Nada que Colombia mejora su índice de Gini. Lamentable haber perdido, pues, el registro que al menos se había logrado en 2017 (49,7), luego de un descenso continuo, y que auguraba una mejor exposición hacia adelante. Pero en los últimos años, especialmente en lo que va corrido desde la pandemia, se ha vuelto a ceder terreno y de nuevo sacamos calificaciones altamente reprobables.
En efecto, que Colombia sea el tercero con mayor desigualdad en el mundo dentro de una lista de 167 países, según el último informe del Banco Mundial, es reprensible. Con un puntaje de 54,8 en el coeficiente de Gini (que en términos prácticos mide la brecha entre el nivel de ingresos y la pobreza), nuestra nación solo es superada en ese nada célebre indicador por Sudáfrica y Namibia, que tienen 63 y 59,1 puntos, respectivamente.
Como se sabe, el coeficiente de Gini se mide en una escala de 0 a 100, en donde los países con mayores estándares de igualdad socioeconómica tienen los puntajes más bajos y, por el contrario, los de mayor insolvencia los más altos.
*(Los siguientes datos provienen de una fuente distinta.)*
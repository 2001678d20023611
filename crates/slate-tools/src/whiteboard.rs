//! Whiteboard mutations issued by the agent.
//!
//! Every mutation edits a copy of the stored project, publishes the whole
//! document on each project topic and, once published, mirrors it back into
//! the [`ProjectStore`]. With `lock` set, student drawing is disabled first
//! and re-enabled afterwards, even when the mutation fails.

use std::collections::HashSet;
use std::sync::{Arc, LazyLock};

use regex::Regex;
use slate_channels::DataChannel;
use slate_core::error::{Result, SlateError};
use slate_core::protocol::WireMessage;
use slate_core::store::ProjectStore;
use slate_core::types::{
    MAX_FONT_SIZE, MAX_TEXT_CHARS, MIN_FONT_SIZE, PROJECT_VERSION, Point, Stroke, TextItem,
    WhiteboardProject,
};
use tracing::{info, warn};

pub const MAX_ERASE_COUNT: i64 = 50;

static TIMESTAMP_RE: LazyLock<Regex> =
    LazyLock::new(|| Regex::new(r"\d{9,}").expect("static regex is valid"));

/// Which list `erase_last` removes from.
#[derive(Debug, Clone, Copy, PartialEq, Eq)]
pub enum EraseTarget {
    Strokes,
    Texts,
    Any,
}

impl EraseTarget {
    /// Unrecognized targets mean "any".
    pub fn parse(target: &str) -> Self {
        match target.trim().to_lowercase().as_str() {
            "strokes" => Self::Strokes,
            "texts" | "text" => Self::Texts,
            _ => Self::Any,
        }
    }
}

/// Counts removed by an erase.
#[derive(Debug, Clone, Copy, PartialEq, Eq, Default)]
pub struct Erased {
    pub strokes: usize,
    pub texts: usize,
}

impl std::fmt::Display for Erased {
    fn fmt(&self, f: &mut std::fmt::Formatter<'_>) -> std::fmt::Result {
        write!(
            f,
            "Erased {} stroke(s) and {} text item(s) from the whiteboard.",
            self.strokes, self.texts
        )
    }
}

pub struct WhiteboardBridge {
    channel: Arc<dyn DataChannel>,
    store: Arc<ProjectStore>,
    project_topics: Vec<String>,
}

impl WhiteboardBridge {
    pub fn new(channel: Arc<dyn DataChannel>, store: Arc<ProjectStore>, project_topics: Vec<String>) -> Self {
        Self {
            channel,
            store,
            project_topics,
        }
    }

    pub fn store(&self) -> &Arc<ProjectStore> {
        &self.store
    }

    /// Publish `message` on every project topic. A project message becomes
    /// the stored state once all publishes succeeded.
    async fn publish(&self, message: &WireMessage) -> Result<()> {
        let encoded = message.encode()?;
        for topic in &self.project_topics {
            self.channel
                .publish(&encoded, topic)
                .await
                .map_err(|e| SlateError::Publish(format!("{} on '{topic}': {e}", message.message_type())))?;
        }
        if let WireMessage::Project(project) = message {
            self.store.replace(project);
        }
        Ok(())
    }

    async fn publish_permission(&self, enabled: bool) -> Result<()> {
        self.publish(&WireMessage::StudentDrawingPermission { enabled }).await
    }

    pub async fn set_student_drawing(&self, enabled: bool) -> Result<&'static str> {
        self.publish_permission(enabled).await?;
        Ok(if enabled {
            "Student drawing enabled."
        } else {
            "Student drawing disabled while the agent draws."
        })
    }

    /// Run `edit` on a copy of the current board and publish the result,
    /// bracketed by the drawing lock when `lock` is set.
    async fn mutate<T, F>(&self, lock: bool, edit: F) -> Result<T>
    where
        F: FnOnce(&mut WhiteboardProject) -> Result<T>,
    {
        if lock {
            self.publish_permission(false).await?;
        }

        let result = self.edit_and_publish(edit).await;

        if lock {
            let unlocked = self.publish_permission(true).await;
            match (&result, unlocked) {
                (Ok(_), Err(e)) => return Err(e),
                (Err(_), Err(e)) => warn!("Whiteboard: failed to re-enable student drawing: {e}"),
                _ => {}
            }
        }
        result
    }

    async fn edit_and_publish<T, F>(&self, edit: F) -> Result<T>
    where
        F: FnOnce(&mut WhiteboardProject) -> Result<T>,
    {
        let mut project = self.store.snapshot();
        let out = edit(&mut project)?;
        project.version = PROJECT_VERSION;
        self.publish(&WireMessage::Project(project)).await?;
        Ok(out)
    }

    #[allow(clippy::too_many_arguments)]
    pub async fn draw_line(
        &self,
        x1: f64,
        y1: f64,
        x2: f64,
        y2: f64,
        color: u32,
        stroke_width: f64,
        lock: bool,
    ) -> Result<&'static str> {
        let points = vec![
            Point::new(clamp01(x1), clamp01(y1)),
            Point::new(clamp01(x2), clamp01(y2)),
        ];
        self.mutate(lock, |project| {
            let stroke = new_stroke(project, points, color, stroke_width)?;
            project.strokes.push(stroke);
            Ok(())
        })
        .await?;
        info!(color, "Whiteboard: agent drew a line");
        Ok("Drew a line on the whiteboard.")
    }

    #[allow(clippy::too_many_arguments)]
    pub async fn draw_rectangle(
        &self,
        x1: f64,
        y1: f64,
        x2: f64,
        y2: f64,
        color: u32,
        stroke_width: f64,
        lock: bool,
    ) -> Result<&'static str> {
        let (ax, bx) = (clamp01(x1.min(x2)), clamp01(x1.max(x2)));
        let (ay, by) = (clamp01(y1.min(y2)), clamp01(y1.max(y2)));
        let points = vec![
            Point::new(ax, ay),
            Point::new(bx, ay),
            Point::new(bx, by),
            Point::new(ax, by),
            Point::new(ax, ay),
        ];
        self.mutate(lock, |project| {
            let stroke = new_stroke(project, points, color, stroke_width)?;
            project.strokes.push(stroke);
            Ok(())
        })
        .await?;
        info!(color, "Whiteboard: agent drew a rectangle");
        Ok("Drew a rectangle on the whiteboard.")
    }

    pub async fn write_text(
        &self,
        text: &str,
        x: f64,
        y: f64,
        color: u32,
        font_size: f64,
        lock: bool,
    ) -> Result<&'static str> {
        self.add_text(text, x, y, color, font_size, lock).await?;
        Ok("Wrote text on the whiteboard.")
    }

    pub async fn write_equation(
        &self,
        equation: &str,
        x: f64,
        y: f64,
        color: u32,
        font_size: f64,
        lock: bool,
    ) -> Result<&'static str> {
        self.add_text(equation, x, y, color, font_size, lock).await?;
        Ok("Wrote an equation on the whiteboard.")
    }

    async fn add_text(&self, text: &str, x: f64, y: f64, color: u32, font_size: f64, lock: bool) -> Result<()> {
        self.mutate(lock, |project| {
            let item = new_text_item(project, text, x, y, color, font_size)?;
            project.texts.push(item);
            Ok(())
        })
        .await?;
        info!(chars = text.trim().chars().count(), "Whiteboard: agent wrote text");
        Ok(())
    }

    pub async fn erase_last(&self, count: i64, target: EraseTarget, lock: bool) -> Result<Erased> {
        let count = count.clamp(1, MAX_ERASE_COUNT) as usize;
        let erased = self
            .mutate(lock, |project| Ok(erase_last(project, count, target)))
            .await?;
        info!(strokes = erased.strokes, texts = erased.texts, "Whiteboard: agent erased items");
        Ok(erased)
    }

    pub async fn clear(&self, lock: bool) -> Result<&'static str> {
        self.mutate(lock, |project| {
            *project = WhiteboardProject::default();
            Ok(())
        })
        .await?;
        info!("Whiteboard: agent cleared the board");
        Ok("Cleared the whiteboard.")
    }
}

pub fn clamp01(value: f64) -> f64 {
    if value.is_nan() { 0.0 } else { value.clamp(0.0, 1.0) }
}

fn now_ms() -> i64 {
    chrono::Utc::now().timestamp_millis()
}

/// `make(ms)` for the current millisecond, advanced until it is not in `taken`.
fn unique_id(taken: &HashSet<String>, make: impl Fn(i64) -> String) -> String {
    let mut ms = now_ms();
    loop {
        let id = make(ms);
        if !taken.contains(&id) {
            return id;
        }
        ms += 1;
    }
}

fn new_stroke(project: &WhiteboardProject, points: Vec<Point>, color: u32, stroke_width: f64) -> Result<Stroke> {
    if !stroke_width.is_finite() || stroke_width <= 0.0 {
        return Err(SlateError::Validation(format!(
            "stroke width must be positive, got {stroke_width}"
        )));
    }
    let n = points.len();
    let id = unique_id(&project.item_ids(), |ms| format!("agent_{ms}_{n}"));
    Ok(Stroke::new(id, points, color, stroke_width))
}

fn new_text_item(
    project: &WhiteboardProject,
    text: &str,
    x: f64,
    y: f64,
    color: u32,
    font_size: f64,
) -> Result<TextItem> {
    let clean = text.trim();
    if clean.is_empty() {
        return Err(SlateError::Validation("text cannot be empty".into()));
    }
    let len = clean.chars().count();
    let truncated: String = clean.chars().take(MAX_TEXT_CHARS).collect();
    let font_size = if font_size.is_finite() {
        font_size.clamp(MIN_FONT_SIZE, MAX_FONT_SIZE)
    } else {
        MIN_FONT_SIZE
    };
    let id = unique_id(&project.item_ids(), |ms| format!("agent_text_{ms}_{len}"));
    Ok(TextItem::new(id, truncated, clamp01(x), clamp01(y), color, font_size))
}

/// Recency key for an item: the first run of nine or more digits in its id,
/// or its list index when there is none. Runs too long for `u128` saturate.
fn item_timestamp(id: Option<&str>, fallback: usize) -> u128 {
    match id.and_then(|id| TIMESTAMP_RE.find(id)) {
        Some(m) => m.as_str().parse::<u128>().unwrap_or(u128::MAX),
        None => fallback as u128,
    }
}

#[derive(Clone, Copy, PartialEq, Eq)]
enum ItemKind {
    Stroke,
    Text,
}

fn erase_last(project: &mut WhiteboardProject, count: usize, target: EraseTarget) -> Erased {
    match target {
        EraseTarget::Strokes => {
            let n = count.min(project.strokes.len());
            project.strokes.truncate(project.strokes.len() - n);
            Erased { strokes: n, texts: 0 }
        }
        EraseTarget::Texts => {
            let n = count.min(project.texts.len());
            project.texts.truncate(project.texts.len() - n);
            Erased { strokes: 0, texts: n }
        }
        EraseTarget::Any => {
            let mut combined: Vec<(u128, ItemKind, usize)> = project
                .strokes
                .iter()
                .enumerate()
                .map(|(i, s)| (item_timestamp(s.id.as_deref(), i), ItemKind::Stroke, i))
                .chain(
                    project
                        .texts
                        .iter()
                        .enumerate()
                        .map(|(i, t)| (item_timestamp(t.id.as_deref(), i), ItemKind::Text, i)),
                )
                .collect();
            // Stable sort on reversed input: equal keys keep the later
            // combined entry first.
            combined.reverse();
            combined.sort_by(|a, b| (b.0, b.2).cmp(&(a.0, a.2)));

            let mut stroke_idx = HashSet::new();
            let mut text_idx = HashSet::new();
            for (_, kind, idx) in combined.into_iter().take(count) {
                match kind {
                    ItemKind::Stroke => stroke_idx.insert(idx),
                    ItemKind::Text => text_idx.insert(idx),
                };
            }

            let mut i = 0;
            project.strokes.retain(|_| {
                i += 1;
                !stroke_idx.contains(&(i - 1))
            });
            let mut i = 0;
            project.texts.retain(|_| {
                i += 1;
                !text_idx.contains(&(i - 1))
            });
            Erased {
                strokes: stroke_idx.len(),
                texts: text_idx.len(),
            }
        }
    }
}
Ahora bien, es necesario analizar con detenimiento lo que está ocurriendo en el país. En primer lugar, resulta claro que una de las principales razones que explican el alto rubro de desigualdad es la brecha de desarrollo, necesidades básicas satisfechas, calidad de vida, acceso a servicios públicos y oportunidades socioeconómicas entre los sectores urbanos y rurales.
No es un tema menor. De hecho, según el último reporte del DANE, en 2023 la pobreza monetaria fue del 33% (también por debajo de los niveles de prepandemia) y la pobreza monetaria extrema del 11,4%. Si bien ambos indicadores nacionales bajaron respecto a 2022 (año del documento del Banco Mundial aludido) la advertida brecha es más visible cuando se hace la diferenciación de ubicación poblacional. Así, mientras en las cabeceras urbanas la pobreza monetaria fue del 30,6%, en los llamados “centros poblados y rural disperso” ascendió a un 41,2%.
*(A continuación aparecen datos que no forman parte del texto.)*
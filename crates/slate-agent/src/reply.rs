//! Seam to the external reply generator (the speaking model).

use std::sync::Mutex;

use async_trait::async_trait;
use serde::{Deserialize, Serialize};
use tracing::info;

/// What the reply generator is shown alongside its instructions.
#[derive(Debug, Clone, PartialEq, Serialize, Deserialize)]
#[serde(tag = "kind", rename_all = "snake_case")]
pub enum ReplyInput {
    /// An image as a `data:` URL.
    Image { data_url: String },
    Text { text: String },
}

#[derive(Debug, Clone, PartialEq, Serialize, Deserialize)]
pub struct ReplyRequest {
    pub instructions: String,
    pub input: ReplyInput,
    pub allow_interruptions: bool,
}

impl ReplyRequest {
    pub fn has_image(&self) -> bool {
        matches!(self.input, ReplyInput::Image { .. })
    }
}

#[async_trait]
pub trait ReplyGenerator: Send + Sync + 'static {
    async fn generate_reply(&self, request: ReplyRequest) -> anyhow::Result<()>;
}

/// Logs each request instead of speaking. Used by the replay command.
pub struct LogReplyGenerator;

#[async_trait]
impl ReplyGenerator for LogReplyGenerator {
    async fn generate_reply(&self, request: ReplyRequest) -> anyhow::Result<()> {
        let input = match &request.input {
            ReplyInput::Image { data_url } => format!("image ({} bytes of data URL)", data_url.len()),
            ReplyInput::Text { text } => text.clone(),
        };
        info!(instructions = %request.instructions, input = %input, "reply requested");
        Ok(())
    }
}

/// Keeps every request in memory.
#[derive(Default)]
pub struct RecordingReplyGenerator {
    requests: Mutex<Vec<ReplyRequest>>,
}

impl RecordingReplyGenerator {
    pub fn new() -> Self {
        Self::default()
    }

    pub fn requests(&self) -> Vec<ReplyRequest> {
        self.requests.lock().unwrap_or_else(|e| e.into_inner()).clone()
    }
}

#[async_trait]
impl ReplyGenerator for RecordingReplyGenerator {
    async fn generate_reply(&self, request: ReplyRequest) -> anyhow::Result<()> {
        self.requests
            .lock()
            .unwrap_or_else(|e| e.into_inner())
            .push(request);
        Ok(())
    }
}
Igual ocurre con la pobreza multidimensional. En 2023 este índice a nivel nacional fue del 12.1%. Pero si se analiza por distribución geográfica de los habitantes, se encuentra que en las áreas rurales el 25,1 % de las personas se encuentra en situación de pobreza multidimensional, una cifra que triplica el 8,3 % registrado en las cabeceras. De hecho, las regiones con mayor incidencia de este flagelo fueron Caribe (20,1 %) y Pacífica -sin Valle del Cauca- (19,4 %), en tanto Bogotá registró la menor, con apenas 3,6 %.
En ese sentido, suficiente con revisar los enormes desniveles educativos entre las localidades y, por tanto, el pésimo promedio nacional en comprensión de lectura y matemáticas frente a los registros internacionales. Para solo tomar un ejemplo.
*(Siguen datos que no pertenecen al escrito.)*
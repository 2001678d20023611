//! Latest known whiteboard document for a live session.

use std::collections::HashSet;
use std::sync::{Mutex, MutexGuard};

use crate::change::{ChangeAction, classify};
use crate::types::WhiteboardProject;

#[derive(Default)]
struct StoreState {
    latest: Option<WhiteboardProject>,
    stroke_ids: HashSet<String>,
    text_ids: HashSet<String>,
}

impl StoreState {
    fn item_ids(&self) -> HashSet<String> {
        self.stroke_ids.union(&self.text_ids).cloned().collect()
    }

    fn set(&mut self, project: &WhiteboardProject) {
        self.stroke_ids = project.stroke_ids();
        self.text_ids = project.text_ids();
        self.latest = Some(project.clone());
    }
}

/// Owns the canonical document. Every read and write copies, so callers never
/// share a reference with the stored snapshot.
#[derive(Default)]
pub struct ProjectStore {
    state: Mutex<StoreState>,
}

impl ProjectStore {
    pub fn new() -> Self {
        Self::default()
    }

    fn state(&self) -> MutexGuard<'_, StoreState> {
        self.state.lock().unwrap_or_else(|e| e.into_inner())
    }

    /// Copy of the latest document, or an empty board if none was stored yet.
    pub fn snapshot(&self) -> WhiteboardProject {
        self.state().latest.clone().unwrap_or_default()
    }

    /// Copy of the latest document only if one has been stored.
    pub fn latest(&self) -> Option<WhiteboardProject> {
        self.state().latest.clone()
    }

    pub fn has_project(&self) -> bool {
        self.state().latest.is_some()
    }

    /// Store a copy of `project` as the new latest state.
    pub fn replace(&self, project: &WhiteboardProject) {
        self.state().set(project);
    }

    /// Store `project` and classify the transition from the previous state
    /// in a single step.
    pub fn apply(&self, project: &WhiteboardProject) -> ChangeAction {
        let mut state = self.state();
        let previous = state.item_ids();
        let action = classify(&project.item_ids(), &previous);
        state.set(project);
        action
    }

    /// Cached union of stroke and text identifiers of the latest state.
    pub fn item_ids(&self) -> HashSet<String> {
        self.state().item_ids()
    }
}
En tanto, podría decirse que algunas personas que residen en el campo, pero tienen ciudades cercanas, acceden de una forma más oportuna a la oferta de servicios, subsidios y rutas de progreso, que aquellas que viven en áreas más distantes. Son estas, sin embargo, zonas enteras cercadas por la violencia que se ha venido desplegando con mayor rigor en los últimos tiempos, sometiendo a los habitantes, burlando a las instituciones e impidiendo el desarrollo en igualdad de condiciones para todos los colombianos. Sobre esa base, sin entender que a mayor violencia menos posibilidades de bienestar y de superar la desigualdad y la pobreza, es imposible.
Efectivamente, los países con mejores índices de Gini, no solo tienen plena solidez institucional y la cobertura total de su territorio, sino que son aquellos donde sus poblaciones gozan, sin excepción, de seguridad como principio dado por descontado. Y es de ahí en adelante que se puede hacer cualquier análisis socioeconómico y entre todos buscar soluciones para los problemas que se presentan. Lo demás, creerse el cuento de que un lugar como Colombia, permanentemente incendiado por la barbarie, sin límites ni temple del Estado, que además así olvida a buena parte de los connacionales y los deja a la deriva, solo induce a no asimilar el concepto de soberanía y nación, ni mucho menos permite entender que pueblo no son apenas porciones del mismo sino un todo sociológico e indivisible.
Como sentimiento de culpa queda, entonces, el asistencialismo. La estructura de subsidios y transferencias monetarias directas e indirectas desarrollada por el Estado en las últimas décadas concentra una tercera parte de los presupuestos oficiales anuales y sigue en ascenso. Aun así persisten fallas protuberantes de focalización, lo cual impide el impacto sobre la pobreza y la desigualdad.
Son los anteriores factores, entre otros, los que hoy llevan a nuestro deplorable índice de Gini. ¡Qué lejos suena el registro de 2017, que tampoco era una maravilla, ni mucho menos!